TASK DESCRIPTION: Starting with the first line of the records, write out each line exactly until you have included the line containing "#[derive(Debug, Clone, Copy, PartialEq, Eq)]".
--- MATERIAL TO PROCESS ---
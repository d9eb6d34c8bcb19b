//! Field checks applied to records before they are written.
//!
//! Lengths are counted in characters, matching the `VARCHAR(n)` sizes of the
//! tables the records are stored in.

use crate::{Error, Result};

/// Reject empty or whitespace-only values.
pub fn require(field: &str, value: &str) -> Result<()> {
    if value.trim().is_empty() {
        return Err(Error::validation_field(field, "This field is required."));
    }
    Ok(())
}

/// Reject values longer than `max` characters.
pub fn max_len(field: &str, value: &str, max: usize) -> Result<()> {
    let len = value.chars().count();
    if len > max {
        return Err(Error::validation_field(
            field,
            format!("Ensure this value has at most {max} characters (it has {len})."),
        ));
    }
    Ok(())
}

/// Shorthand for [`require`] followed by [`max_len`].
pub fn required_max_len(field: &str, value: &str, max: usize) -> Result<()> {
    require(field, value)?;
    max_len(field, value, max)
}

/// Accept `xx:xx:xx:xx:xx:xx` or `xx-xx-xx-xx-xx-xx` with hex digits.
pub fn mac_address(field: &str, value: &str) -> Result<()> {
    if is_mac_address(value) {
        Ok(())
    } else {
        Err(Error::validation_field(
            field,
            format!("'{value}' is not a valid MAC address."),
        ))
    }
}

/// Lowercase, `:`-separated form of a valid MAC address. Anything else is
/// returned unchanged for [`mac_address`] to reject.
pub fn canonical_mac(value: &str) -> String {
    if is_mac_address(value) {
        value.to_ascii_lowercase().replace('-', ":")
    } else {
        value.to_string()
    }
}

fn is_mac_address(value: &str) -> bool {
    let bytes = value.as_bytes();
    if bytes.len() != 17 {
        return false;
    }
    let sep = bytes[2];
    if sep != b':' && sep != b'-' {
        return false;
    }
    bytes.iter().enumerate().all(|(i, b)| {
        if i % 3 == 2 {
            *b == sep
        } else {
            b.is_ascii_hexdigit()
        }
    })
}
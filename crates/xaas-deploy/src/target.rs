//! Deployment targets selected by the `test` and `prod` tasks.

use std::fmt;

use crate::config::DeployConfig;

/// Server role.
#[derive(Debug, Clone, Copy, PartialEq, Eq)]
pub enum Role {
    /// Test server.
    Test,
    /// Production server.
    Production,
}

impl fmt::Display for Role {
    fn fmt(&self, f: &mut fmt::Formatter<'_>) -> fmt::Result {
        match self {
            Role::Test => write!(f, "test"),
            Role::Production => write!(f, "production"),
        }
    }
}

/// A remote host commands are run on.
#[derive(Debug, Clone, PartialEq, Eq)]
pub struct Remote {
    /// SSH destination (`user@host`).
    pub host: String,
    /// Forward the local SSH agent.
    pub forward_agent: bool,
}

/// Everything a deploy needs to know about the server it targets.
#[derive(Debug, Clone, PartialEq, Eq)]
pub struct Target {
    /// Server role.
    pub role: Role,
    /// Ask the operator before deploying.
    pub must_confirm: bool,
    /// Deploy the committed state of the local repository rather than
    /// the origin repository.
    pub deploy_local_repository: bool,
    /// Refuse to deploy any branch but `master`.
    pub master_branch_only: bool,
    /// SSH destination, if one is configured.
    pub host: Option<String>,
    /// Forward the local SSH agent.
    pub forward_agent: bool,
    /// Settings file linked as the active configuration.
    pub settings_file: &'static str,
}

impl Target {
    /// The test server: no confirmation, any branch, local sources.
    pub fn test(config: &DeployConfig) -> Self {
        Self {
            role: Role::Test,
            must_confirm: false,
            deploy_local_repository: true,
            master_branch_only: false,
            host: config.test_host.clone(),
            forward_agent: false,
            settings_file: "test.toml",
        }
    }

    /// The production server: confirmation, `master` only, origin sources.
    pub fn prod(config: &DeployConfig) -> Self {
        Self {
            role: Role::Production,
            must_confirm: true,
            deploy_local_repository: false,
            master_branch_only: true,
            host: Some(config.prod_host.clone()),
            forward_agent: true,
            settings_file: "prod.toml",
        }
    }

    /// The remote to run commands on, if a host is configured.
    pub fn remote(&self) -> Option<Remote> {
        self.host.as_ref().map(|host| Remote {
            host: host.clone(),
            forward_agent: self.forward_agent,
        })
    }
}
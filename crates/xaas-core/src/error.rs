//! Error types for xaas-core.

use std::path::{Path, PathBuf};

/// Errors raised while validating, storing or configuring records.
#[derive(Debug, thiserror::Error)]
#[non_exhaustive]
pub enum Error {
    /// A record failed field validation.
    #[error("Validation error: {message}")]
    Validation {
        /// Field that failed validation, if known
        field: Option<String>,
        /// What went wrong
        message: String,
    },

    /// No record exists under the given key.
    #[error("{model} not found: {key}")]
    NotFound {
        /// Model verbose name
        model: String,
        /// Key that was looked up
        key: String,
    },

    /// A uniqueness constraint rejected the write.
    #[error("{model} already exists: {message}")]
    Conflict {
        /// Model verbose name
        model: String,
        /// Constraint details
        message: String,
    },

    /// A foreign-key constraint rejected the write.
    #[error("Integrity error: {message}")]
    Integrity {
        /// Constraint details
        message: String,
    },

    /// A key from a URL or command line does not fit the model's key type.
    #[error("Invalid key for {model}: '{key}'")]
    InvalidKey {
        /// Model verbose name
        model: String,
        /// Raw key
        key: String,
    },

    /// Database error not covered by a constraint variant.
    #[error("Database error: {0}")]
    Database(#[from] sqlx::Error),

    /// Configuration error
    #[error("Configuration error: {message}")]
    Config {
        /// What configuration is problematic
        message: String,
    },

    /// I/O error tied to a file path
    #[error("I/O error on {}: {source}", path.display())]
    Io {
        /// File being accessed
        path: PathBuf,
        /// Underlying error
        #[source]
        source: std::io::Error,
    },

    /// JSON serialization/deserialization error
    #[error("Serialization error: {0}")]
    Serialization(#[from] serde_json::Error),
}

/// Convenience `Result` type alias for xaas-admin operations.
pub type Result<T> = std::result::Result<T, Error>;

impl Error {
    /// Returns whether the error was caused by the caller's input rather than
    /// by the service itself.
    pub fn is_client_error(&self) -> bool {
        matches!(
            self,
            Error::Validation { .. }
                | Error::NotFound { .. }
                | Error::Conflict { .. }
                | Error::Integrity { .. }
                | Error::InvalidKey { .. }
                | Error::Serialization(_)
        )
    }

    /// Creates a new validation error.
    pub fn validation<S: Into<String>>(message: S) -> Self {
        Error::Validation {
            field: None,
            message: message.into(),
        }
    }

    /// Creates a new validation error with a field name.
    pub fn validation_field<F, M>(field: F, message: M) -> Self
    where
        F: Into<String>,
        M: Into<String>,
    {
        Error::Validation {
            field: Some(field.into()),
            message: message.into(),
        }
    }

    /// Creates a not-found error.
    pub fn not_found<M: Into<String>, K: ToString>(model: M, key: K) -> Self {
        Error::NotFound {
            model: model.into(),
            key: key.to_string(),
        }
    }

    /// Creates a new configuration error.
    pub fn config<S: Into<String>>(message: S) -> Self {
        Error::Config {
            message: message.into(),
        }
    }

    /// Wraps an I/O error with the path that caused it.
    pub fn io_with_path(source: std::io::Error, path: impl AsRef<Path>) -> Self {
        Error::Io {
            path: path.as_ref().to_path_buf(),
            source,
        }
    }
}
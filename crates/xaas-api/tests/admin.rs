//! Admin site round trips through the full router.

#![allow(clippy::unwrap_used)]

use std::collections::HashMap;

use axum::Router;
use axum::body::{Body, to_bytes};
use http::{Request, StatusCode};
use serde_json::{Value, json};
use tower::ServiceExt;
use xaas_api::{AppState, build_router};
use xaas_core::settings::TokenGrant;
use xaas_core::{Environment, Secrets, Settings, SettingsSources};
use xaas_storage::SqliteStore;

fn ci_settings() -> Settings {
    let sources = SettingsSources::new(HashMap::new(), Secrets::default());
    Settings::for_environment(Environment::Ci, &sources).unwrap()
}

async fn app_with(settings: Settings) -> Router {
    let store = SqliteStore::connect(&settings.database).await.unwrap();
    store.migrate().await.unwrap();
    build_router(AppState::new(store, settings).unwrap())
}

async fn app() -> Router {
    app_with(ci_settings()).await
}

async fn send(app: &Router, method: &str, uri: &str, body: Option<Value>) -> (StatusCode, Value) {
    let mut builder = Request::builder()
        .method(method)
        .uri(uri)
        .header("Host", "localhost");
    let body = match body {
        Some(value) => {
            builder = builder.header("Content-Type", "application/json");
            Body::from(value.to_string())
        }
        None => Body::empty(),
    };
    let resp = app.clone().oneshot(builder.body(body).unwrap()).await.unwrap();
    let status = resp.status();
    let bytes = to_bytes(resp.into_body(), usize::MAX).await.unwrap();
    let value = if bytes.is_empty() {
        Value::Null
    } else {
        serde_json::from_slice(&bytes).unwrap()
    };
    (status, value)
}

#[tokio::test]
async fn test_health() {
    let app = app().await;
    let (status, body) = send(&app, "GET", "/health", None).await;
    assert_eq!(status, StatusCode::OK);
    assert_eq!(body["status"], "ok");
    assert_eq!(body["server_name"], "ci");
}

#[tokio::test]
async fn test_root_redirects_to_admin() {
    let app = app().await;
    let req = Request::builder()
        .uri("/")
        .header("Host", "localhost")
        .body(Body::empty())
        .unwrap();
    let resp = app.oneshot(req).await.unwrap();
    assert!(resp.status().is_redirection());
    assert_eq!(resp.headers()["location"], "/admin/");
}

#[tokio::test]
async fn test_index_lists_apps() {
    let app = app().await;
    let (status, body) = send(&app, "GET", "/admin/", None).await;
    assert_eq!(status, StatusCode::OK);
    let apps = body["apps"].as_array().unwrap();
    assert_eq!(apps.len(), 4);
    assert_eq!(apps[0]["app_label"], "global_infos");
    assert_eq!(apps[0]["models"][0]["fields"][0]["name"], "code");
    assert!(apps[0]["models"][0]["fields"][0].get("choices").is_none());

    let rules = apps[3]["models"]
        .as_array()
        .unwrap()
        .iter()
        .find(|m| m["model_name"] == "eventsubscriptioncondition")
        .unwrap();
    let operator = rules["fields"]
        .as_array()
        .unwrap()
        .iter()
        .find(|f| f["name"] == "operator")
        .unwrap();
    let choices = operator["choices"].as_array().unwrap();
    assert_eq!(choices.len(), 6);
    assert_eq!(choices[0], json!(["equals", "Equals"]));
    assert_eq!(choices[5], json!(["within", "Within"]));
}

#[tokio::test]
async fn test_faculty_round_trip() {
    let app = app().await;

    let (status, body) = send(
        &app,
        "POST",
        "/admin/global_infos/faculty",
        Some(json!({"code": "si", "ad_group": "si-admins"})),
    )
    .await;
    assert_eq!(status, StatusCode::CREATED);
    assert_eq!(body["pk"], "si");
    assert_eq!(body["display"], "si");

    let (status, body) = send(&app, "GET", "/admin/global_infos/faculty", None).await;
    assert_eq!(status, StatusCode::OK);
    assert_eq!(body.as_array().unwrap().len(), 1);

    let (status, body) = send(
        &app,
        "PUT",
        "/admin/global_infos/faculty/si",
        Some(json!({"ad_group": "si-vpsi"})),
    )
    .await;
    assert_eq!(status, StatusCode::OK);
    assert_eq!(body["record"]["ad_group"], "si-vpsi");

    let (status, body) = send(&app, "GET", "/admin/global_infos/faculty/si", None).await;
    assert_eq!(status, StatusCode::OK);
    assert_eq!(body["record"]["ad_group"], "si-vpsi");

    let (status, _) = send(&app, "DELETE", "/admin/global_infos/faculty/si", None).await;
    assert_eq!(status, StatusCode::NO_CONTENT);

    let (status, body) = send(&app, "GET", "/admin/global_infos/faculty/si", None).await;
    assert_eq!(status, StatusCode::NOT_FOUND);
    assert_eq!(body["error"]["category"], "not_found");
}

#[tokio::test]
async fn test_duplicate_mac_conflicts() {
    let app = app().await;
    let mac = json!({"mac_address": "00:50:56:aa:bb:cc", "used_by": "vm-01"});
    let (status, _) = send(&app, "POST", "/admin/myvm/staticmac", Some(mac.clone())).await;
    assert_eq!(status, StatusCode::CREATED);
    let (status, body) = send(&app, "POST", "/admin/myvm/staticmac", Some(mac)).await;
    assert_eq!(status, StatusCode::CONFLICT);
    assert_eq!(body["error"]["category"], "conflict");

    let dashed = json!({"mac_address": "00-50-56-AA-BB-CC", "used_by": "vm-02"});
    let (status, _) = send(&app, "POST", "/admin/myvm/staticmac", Some(dashed)).await;
    assert_eq!(status, StatusCode::CONFLICT);
}

#[tokio::test]
async fn test_mac_urls_accept_either_notation() {
    let app = app().await;
    let mac = json!({"mac_address": "00-50-56-AA-BB-CC", "used_by": "vm-01"});
    let (status, body) = send(&app, "POST", "/admin/myvm/staticmac", Some(mac)).await;
    assert_eq!(status, StatusCode::CREATED);
    assert_eq!(body["pk"], "00:50:56:aa:bb:cc");

    let (status, body) = send(&app, "GET", "/admin/myvm/staticmac/00-50-56-AA-BB-CC", None).await;
    assert_eq!(status, StatusCode::OK);
    assert_eq!(body["record"]["used_by"], "vm-01");

    let (status, body) = send(
        &app,
        "PUT",
        "/admin/myvm/staticmac/00-50-56-aa-bb-cc",
        Some(json!({"mac_address": "00:50:56:AA:BB:CC", "used_by": "vm-02"})),
    )
    .await;
    assert_eq!(status, StatusCode::OK);
    assert_eq!(body["display"], "00:50:56:aa:bb:cc=vm-02");
}

#[tokio::test]
async fn test_invalid_payloads_are_rejected() {
    let app = app().await;
    let (status, body) = send(
        &app,
        "POST",
        "/admin/myvm/staticmac",
        Some(json!({"mac_address": "zz", "used_by": "vm-01"})),
    )
    .await;
    assert_eq!(status, StatusCode::UNPROCESSABLE_ENTITY);
    assert_eq!(body["error"]["category"], "validation");

    let (status, _) = send(
        &app,
        "POST",
        "/admin/global_infos/faculty",
        Some(json!({"code": "si"})),
    )
    .await;
    assert_eq!(status, StatusCode::UNPROCESSABLE_ENTITY);
}

#[tokio::test]
async fn test_quota_flow() {
    let app = app().await;
    send(
        &app,
        "POST",
        "/admin/global_infos/faculty",
        Some(json!({"code": "si", "ad_group": "si-admins"})),
    )
    .await;

    let quota = json!({
        "year": 2018,
        "faculty": "si",
        "cpu_nb": 100,
        "ram_mb": 409600,
        "hdd_gb": 2000,
        "used_last_update": "2018-05-28T12:00:00Z"
    });
    let (status, body) = send(&app, "POST", "/admin/myvm/quota", Some(quota.clone())).await;
    assert_eq!(status, StatusCode::CREATED);
    assert_eq!(body["display"], "si:2018");
    let id = body["pk"].as_i64().unwrap();

    let (status, _) = send(&app, "POST", "/admin/myvm/quota", Some(quota.clone())).await;
    assert_eq!(status, StatusCode::CONFLICT);

    let mut next_year = quota.clone();
    next_year["year"] = json!(2019);
    let (status, _) = send(&app, "POST", "/admin/myvm/quota", Some(next_year)).await;
    assert_eq!(status, StatusCode::CREATED);

    let mut unknown = quota.clone();
    unknown["faculty"] = json!("enac");
    let (status, body) = send(&app, "POST", "/admin/myvm/quota", Some(unknown)).await;
    assert_eq!(status, StatusCode::CONFLICT);
    assert_eq!(body["error"]["category"], "integrity");

    let mut used = quota;
    used["cpu_nb_used"] = json!(150);
    let (status, body) = send(&app, "PUT", &format!("/admin/myvm/quota/{id}"), Some(used)).await;
    assert_eq!(status, StatusCode::OK);
    assert_eq!(body["record"]["cpu_nb_used"], 150);
    assert_eq!(body["pk"], id);

    let (status, _) = send(&app, "GET", "/admin/myvm/quota/not-a-number", None).await;
    assert_eq!(status, StatusCode::BAD_REQUEST);
}

#[tokio::test]
async fn test_rule_display_names_service_and_workflow() {
    let app = app().await;
    let (_, workflow) = send(
        &app,
        "POST",
        "/admin/vra_service/workflow",
        Some(json!({"name": "NewItemWorkflow"})),
    )
    .await;
    let workflow_id = workflow["pk"].as_i64().unwrap();

    let (status, _) = send(
        &app,
        "POST",
        "/admin/vra_service/service",
        Some(json!({
            "short_name": "MyVM",
            "long_name": "Virtualization Server",
            "description": "Server virtualization hosting",
            "item_request_workflow": workflow_id,
            "action_request_workflow": workflow_id
        })),
    )
    .await;
    assert_eq!(status, StatusCode::CREATED);

    let (status, body) = send(
        &app,
        "POST",
        "/admin/vra_service/eventsubscriptioncondition",
        Some(json!({
            "service": "MyVM",
            "workflow": workflow_id,
            "left_operand": "left.operand",
            "operator": "equals",
            "right_operand": "value"
        })),
    )
    .await;
    assert_eq!(status, StatusCode::CREATED);
    assert_eq!(
        body["display"],
        "Virtualization Server (MyVM): exec NewItemWorkflow if 'left.operand' equals 'value'"
    );

    let (status, _) = send(
        &app,
        "POST",
        "/admin/vra_service/eventsubscriptioncondition",
        Some(json!({
            "service": "MyVM",
            "workflow": workflow_id,
            "left_operand": "left.operand",
            "operator": "matches",
            "right_operand": "value"
        })),
    )
    .await;
    assert_eq!(status, StatusCode::UNPROCESSABLE_ENTITY);
}

#[tokio::test]
async fn test_natural_key_mismatch_is_rejected() {
    let app = app().await;
    send(
        &app,
        "POST",
        "/admin/itservices/service",
        Some(json!({"short_name": "myvm", "long_name": "MyVM", "snow_id": "SVC1"})),
    )
    .await;
    let (status, body) = send(
        &app,
        "PUT",
        "/admin/itservices/service/myvm",
        Some(json!({"short_name": "other", "long_name": "MyVM", "snow_id": "SVC1"})),
    )
    .await;
    assert_eq!(status, StatusCode::BAD_REQUEST);
    assert_eq!(body["error"]["category"], "invalid_key");
}

#[tokio::test]
async fn test_unknown_model_is_not_found() {
    let app = app().await;
    let (status, body) = send(&app, "GET", "/admin/myvm/unknown", None).await;
    assert_eq!(status, StatusCode::NOT_FOUND);
    assert_eq!(body["error"]["category"], "not_found");
}

#[tokio::test]
async fn test_disallowed_host_is_rejected() {
    let mut settings = ci_settings();
    settings.allowed_hosts = vec!["xaas-admin-test.epfl.ch".to_string()];
    let app = app_with(settings).await;

    let req = Request::builder()
        .uri("/health")
        .header("Host", "evil.example.com")
        .body(Body::empty())
        .unwrap();
    let resp = app.clone().oneshot(req).await.unwrap();
    assert_eq!(resp.status(), StatusCode::BAD_REQUEST);

    let req = Request::builder()
        .uri("/health")
        .header("Host", "xaas-admin-test.epfl.ch:443")
        .body(Body::empty())
        .unwrap();
    let resp = app.oneshot(req).await.unwrap();
    assert_eq!(resp.status(), StatusCode::OK);
}

#[tokio::test]
async fn test_admin_requires_token_when_enabled() {
    let mut settings = ci_settings();
    settings.auth.enabled = true;
    settings.auth.required_group = Some("xaas-admins".to_string());
    settings.auth.tokens = vec![TokenGrant {
        token: "admin-token".to_string(),
        username: "alice".to_string(),
        groups: vec!["xaas-admins".to_string()],
    }];
    let app = app_with(settings).await;

    let (status, _) = send(&app, "GET", "/admin/", None).await;
    assert_eq!(status, StatusCode::UNAUTHORIZED);

    let (status, _) = send(&app, "GET", "/health", None).await;
    assert_eq!(status, StatusCode::OK);

    let req = Request::builder()
        .uri("/admin/")
        .header("Host", "localhost")
        .header("Authorization", "Bearer admin-token")
        .body(Body::empty())
        .unwrap();
    let resp = app.oneshot(req).await.unwrap();
    assert_eq!(resp.status(), StatusCode::OK);
}

#[tokio::test]
async fn test_static_files_are_served() {
    let dir = tempfile::tempdir().unwrap();
    std::fs::write(dir.path().join("admin.css"), "body {}").unwrap();
    let mut settings = ci_settings();
    settings.static_root = dir.path().to_path_buf();
    let app = app_with(settings).await;

    let req = Request::builder()
        .uri("/static/admin.css")
        .header("Host", "localhost")
        .body(Body::empty())
        .unwrap();
    let resp = app.oneshot(req).await.unwrap();
    assert_eq!(resp.status(), StatusCode::OK);
    let bytes = to_bytes(resp.into_body(), usize::MAX).await.unwrap();
    assert_eq!(&bytes[..], b"body {}");
}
---
PROBLEM SOLUTION:
repository d9eb6d34c8bcb19b
//! Field checks applied to records before they are written.
//!
//! Lengths are counted in characters, matching the `VARCHAR(n)` sizes of the
//! tables the records are stored in.

use crate::{Error, Result};

/// Reject empty or whitespace-only values.
pub fn require(field: &str, value: &str) -> Result<()> {
    if value.trim().is_empty() {
        return Err(Error::validation_field(field, "This field is required."));
    }
    Ok(())
}

/// Reject values longer than `max` characters.
pub fn max_len(field: &str, value: &str, max: usize) -> Result<()> {
    let len = value.chars().count();
    if len > max {
        return Err(Error::validation_field(
            field,
            format!("Ensure this value has at most {max} characters (it has {len})."),
        ));
    }
    Ok(())
}

/// Shorthand for [`require`] followed by [`max_len`].
pub fn required_max_len(field: &str, value: &str, max: usize) -> Result<()> {
    require(field, value)?;
    max_len(field, value, max)
}

/// Accept `xx:xx:xx:xx:xx:xx` or `xx-xx-xx-xx-xx-xx` with hex digits.
pub fn mac_address(field: &str, value: &str) -> Result<()> {
    if is_mac_address(value) {
        Ok(())
    } else {
        Err(Error::validation_field(
            field,
            format!("'{value}' is not a valid MAC address."),
        ))
    }
}

/// Lowercase, `:`-separated form of a valid MAC address. Anything else is
/// returned unchanged for [`mac_address`] to reject.
pub fn canonical_mac(value: &str) -> String {
    if is_mac_address(value) {
        value.to_ascii_lowercase().replace('-', ":")
    } else {
        value.to_string()
    }
}

fn is_mac_address(value: &str) -> bool {
    let bytes = value.as_bytes();
    if bytes.len() != 17 {
        return false;
    }
    let sep = bytes[2];
    if sep != b':' && sep != b'-' {
        return false;
    }
    bytes.iter().enumerate().all(|(i, b)| {
        if i % 3 == 2 {
            *b == sep
        } else {
            b.is_ascii_hexdigit()
        }
    })
}
filename crates/xaas-deploy/src/target.rs
//! Deployment targets selected by the `test` and `prod` tasks.

use std::fmt;

use crate::config::DeployConfig;

/// Server role.
#[derive(Debug, Clone, Copy, PartialEq, Eq)]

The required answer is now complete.